##### Provided entries #####

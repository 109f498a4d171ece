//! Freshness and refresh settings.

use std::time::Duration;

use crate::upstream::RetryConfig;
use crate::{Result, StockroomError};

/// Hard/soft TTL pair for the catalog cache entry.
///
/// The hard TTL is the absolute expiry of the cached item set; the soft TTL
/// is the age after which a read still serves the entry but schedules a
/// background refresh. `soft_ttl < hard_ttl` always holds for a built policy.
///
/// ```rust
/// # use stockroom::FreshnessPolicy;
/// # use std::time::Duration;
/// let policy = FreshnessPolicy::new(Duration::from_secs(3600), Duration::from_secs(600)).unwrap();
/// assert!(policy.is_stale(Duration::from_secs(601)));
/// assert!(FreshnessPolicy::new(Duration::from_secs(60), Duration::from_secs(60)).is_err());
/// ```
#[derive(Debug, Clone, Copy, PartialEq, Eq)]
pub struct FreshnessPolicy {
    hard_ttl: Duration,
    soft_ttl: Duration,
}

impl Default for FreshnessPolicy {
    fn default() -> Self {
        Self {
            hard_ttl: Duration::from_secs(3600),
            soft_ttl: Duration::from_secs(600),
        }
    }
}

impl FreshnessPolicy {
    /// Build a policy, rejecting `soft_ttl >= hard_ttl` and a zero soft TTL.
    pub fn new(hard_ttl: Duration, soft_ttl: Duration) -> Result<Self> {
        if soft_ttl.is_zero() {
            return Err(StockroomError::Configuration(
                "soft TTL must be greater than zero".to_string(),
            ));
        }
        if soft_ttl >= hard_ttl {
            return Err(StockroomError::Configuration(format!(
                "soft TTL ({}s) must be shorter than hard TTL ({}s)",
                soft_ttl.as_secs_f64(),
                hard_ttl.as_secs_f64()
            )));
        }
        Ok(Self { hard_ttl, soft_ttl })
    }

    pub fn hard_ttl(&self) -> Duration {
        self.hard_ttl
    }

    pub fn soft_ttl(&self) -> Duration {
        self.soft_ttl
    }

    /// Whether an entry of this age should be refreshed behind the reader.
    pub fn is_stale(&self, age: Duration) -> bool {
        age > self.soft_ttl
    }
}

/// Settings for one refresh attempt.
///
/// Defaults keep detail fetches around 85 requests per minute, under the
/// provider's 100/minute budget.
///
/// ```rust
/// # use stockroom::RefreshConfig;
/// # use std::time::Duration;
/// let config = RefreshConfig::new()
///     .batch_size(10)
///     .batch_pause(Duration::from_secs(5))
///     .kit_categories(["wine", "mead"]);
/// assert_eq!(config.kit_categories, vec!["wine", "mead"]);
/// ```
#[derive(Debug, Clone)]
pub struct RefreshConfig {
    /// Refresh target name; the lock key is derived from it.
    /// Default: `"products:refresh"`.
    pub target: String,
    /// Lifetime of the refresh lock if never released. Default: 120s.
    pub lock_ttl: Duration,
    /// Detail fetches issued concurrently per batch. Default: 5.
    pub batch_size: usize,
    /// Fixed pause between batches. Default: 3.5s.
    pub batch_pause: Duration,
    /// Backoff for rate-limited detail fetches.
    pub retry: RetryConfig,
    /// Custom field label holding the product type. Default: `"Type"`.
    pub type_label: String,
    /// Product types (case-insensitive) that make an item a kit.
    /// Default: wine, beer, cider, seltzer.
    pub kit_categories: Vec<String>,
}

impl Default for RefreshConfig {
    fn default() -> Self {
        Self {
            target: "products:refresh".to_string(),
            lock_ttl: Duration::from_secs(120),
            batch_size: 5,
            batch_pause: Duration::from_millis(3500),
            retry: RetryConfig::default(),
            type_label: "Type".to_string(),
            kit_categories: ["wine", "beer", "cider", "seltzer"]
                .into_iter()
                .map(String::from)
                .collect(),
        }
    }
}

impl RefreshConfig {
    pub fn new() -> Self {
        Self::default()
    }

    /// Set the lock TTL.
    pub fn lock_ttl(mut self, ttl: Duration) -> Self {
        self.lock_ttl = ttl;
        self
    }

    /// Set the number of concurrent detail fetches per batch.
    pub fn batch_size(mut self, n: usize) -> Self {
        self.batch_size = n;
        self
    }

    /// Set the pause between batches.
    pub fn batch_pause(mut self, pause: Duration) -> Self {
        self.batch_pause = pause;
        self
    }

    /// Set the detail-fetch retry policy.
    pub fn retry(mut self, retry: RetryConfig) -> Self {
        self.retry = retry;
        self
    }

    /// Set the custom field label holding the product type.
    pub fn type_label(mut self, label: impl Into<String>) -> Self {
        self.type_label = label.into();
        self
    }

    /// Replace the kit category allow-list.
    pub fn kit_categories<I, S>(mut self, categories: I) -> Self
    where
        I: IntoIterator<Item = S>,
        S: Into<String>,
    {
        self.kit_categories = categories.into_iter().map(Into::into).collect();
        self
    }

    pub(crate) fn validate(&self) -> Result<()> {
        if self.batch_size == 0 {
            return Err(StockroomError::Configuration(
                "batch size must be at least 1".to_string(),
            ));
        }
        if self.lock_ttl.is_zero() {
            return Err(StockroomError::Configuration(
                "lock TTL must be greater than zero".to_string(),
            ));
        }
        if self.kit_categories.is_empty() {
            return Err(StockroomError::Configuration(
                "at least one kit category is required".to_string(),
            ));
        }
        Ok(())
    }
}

#####

--- What the task requires ---
The answer must consist of every line from the entries above that contains the string "usize".

--- Solution to the exercise ---
    pub batch_size: usize,
    pub fn batch_size(mut self, n: usize) -> Self {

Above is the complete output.